Second, Mueller’s report to Barr is only one of three or more “reports” that ought to emerge when the Russia investigation ends. And at least two of those other reports, which will be submitted to Congress and parts of which may well become public, are likely to be far more revealing and more significant than the so-called “Mueller Report”:
(i) Barr’s own Section 600.9(a)(3) notification to the judiciary committees—which presumably Mueller will have drafted in large part—can be, and should be, a comprehensive account of the Russia investigation, consistent with Barr’s promise to senators in connection with his confirmation hearing that because “it is very important that the public and Congress be informed of the results of the Special Counsel’s work . . . my goal will be to provide as much transparency as I can consistent with the law.” That report might well reveal a great deal of factual information about President Trump’s actions involving Russia. We should not expect it, however, to include Mueller’s assessment about whether there are grounds to ask a grand jury to bring criminal charges against Trump after he leaves office, nor to offer any conclusions about whether Trump’s conduct did or did not satisfy the elements of any particular criminal offenses. Accordingly, as long as Trump is in office it will be up to the committees themselves—and Congress as a whole—to (in the words of the Jaworski road map) “determine what action may be warranted . . . by [the] evidence” presented in Barr’s notification.
(ii) It’s likely, however, that the most important “report” of them all will be the briefing that DOJ must provide to the congressional intelligence committees conveying the results of the counterintelligence investigation Mueller has superintended. In order to comply with the requirement of keeping those committees “fully and currently informed” of the results of the investigation, that briefing—which will probably include at least some written document—should include Mueller’s assessment, if any, about whether, how and to what extent Trump is compromised or is otherwise unable to perform his constitutional duties on behalf of the nation when it comes to the Russian threat to our electoral system. Does Trump have financial obligations to Russian interests? Was he—and does he continue to be—motivated by the prospects of a Moscow Trump Tower? Does Russian intelligence have kompromat on Trump that makes him susceptible to undue influence? Or is there a more benign explanation for Trump’s otherwise inexplicable conduct regarding Russia and Putin? The counterintelligence investigation’s answers to these and similar questions—especially its assessment, if any, of the President’s current capacity to address the foreign threat—are of far greater current importance to the functioning of our government than determining whether Trump’s conduct in 2016-2017 violated any particular criminal statutes.

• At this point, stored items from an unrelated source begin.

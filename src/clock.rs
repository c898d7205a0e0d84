//! Wall-clock abstraction
//!
//! Challenge windows, referral rate limits and expiry all read time through
//! a [`Clock`] so tests can pin it.

use std::sync::Arc;
use std::sync::atomic::{AtomicI64, Ordering};

use chrono::Utc;

/// Source of the current time in milliseconds since the Unix epoch
pub trait Clock: Send + Sync {
    fn now_ms(&self) -> i64;
}

/// Real time
#[derive(Debug, Clone, Copy, Default)]
pub struct SystemClock;

impl Clock for SystemClock {
    fn now_ms(&self) -> i64 {
        Utc::now().timestamp_millis()
    }
}

/// Manually driven clock. Clones share the same time.
#[derive(Debug, Clone)]
pub struct ManualClock {
    now: Arc<AtomicI64>,
}

impl ManualClock {
    pub fn new(start_ms: i64) -> Self {
        Self {
            now: Arc::new(AtomicI64::new(start_ms)),
        }
    }

    pub fn set(&self, ms: i64) {
        self.now.store(ms, Ordering::SeqCst);
    }

    pub fn advance(&self, ms: i64) {
        self.now.fetch_add(ms, Ordering::SeqCst);
    }
}

impl Clock for ManualClock {
    fn now_ms(&self) -> i64 {
        self.now.load(Ordering::SeqCst)
    }
}

/// Milliseconds in one day
pub const DAY_MS: i64 = 24 * 60 * 60 * 1000;

#[cfg(test)]
mod tests {
    use super::*;

    #[test]
    fn test_manual_clock_is_shared_between_clones() {
        let clock = ManualClock::new(1_000);
        let other = clock.clone();
        clock.advance(500);
        assert_eq!(other.now_ms(), 1_500);
        other.set(42);
        assert_eq!(clock.now_ms(), 42);
    }
}
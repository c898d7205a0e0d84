//! Loyalty points ledger and rules engine
//!
//! Awards and redeems points on an append-only ledger, keeps membership tiers
//! in line with lifetime points, unlocks achievements, credits referrals and
//! tracks challenges. [`LoyaltyService`] is the entry point; everything below
//! it is exposed for embedding and testing.
//!
//! ## Guarantees
//!
//! - A member's balance always equals the sum of their non-expired
//!   transactions, and never goes negative.
//! - Every transaction carries a dedup key unique per member, so retried
//!   operations are safe.
//! - Mutations for one member are serialized; different members proceed in
//!   parallel.

pub mod achievements;
pub mod challenges;
pub mod clock;
pub mod config;
pub mod db;
pub mod error;
pub mod ledger;
pub mod members;
pub mod models;
pub mod referral;
pub mod rewards;
pub mod service;
pub mod sweep;
pub mod tiers;
pub mod time_bucket;

pub use clock::{Clock, ManualClock, SystemClock};
pub use config::LoyaltyConfig;
pub use db::LoyaltyDb;
pub use error::{LoyaltyError, LoyaltyResult, ReferralRejection};
pub use models::{BalanceView, Member, MemberStatus, Transaction, TransactionKind};
pub use service::{AwardRequest, LoyaltyEvent, LoyaltyService};
pub use sweep::SweepJob;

Of course, the FBI and the intelligence committees rarely disclose the results of counterintelligence investigations to the public, for obvious reasons: In the ordinary case, much of the information is classified because it could reveal sensitive sources or methods and because there’s an interest in not revealing to the foreign subjects of the investigation what our government has learned about their activities. This is far from an ordinary case, however. Congress and the public have a critical need to know whether and to what extent the president is compromised and whether he’s fit to respond to the Russian threat without fear or favor. It’s therefore safe to assume Mueller will try to convey such information to the committees in a form that permits the greatest possible dissemination consistent with national security imperatives. At which point it will primarily be the responsibility of the chairs of the committees—Richard Burr (R-N.C.) in the Senate and Adam B. Schiff (D-Calif.) in the House—to assess how much of the information they can and should share with the rest of Congress and the public.
Ryan Goodman and Andy Wright, Mueller Findings: Why DOJ Non-Disclosure Policy and Grand Jury Secrecy May Not Apply (Feb. 26, 2019)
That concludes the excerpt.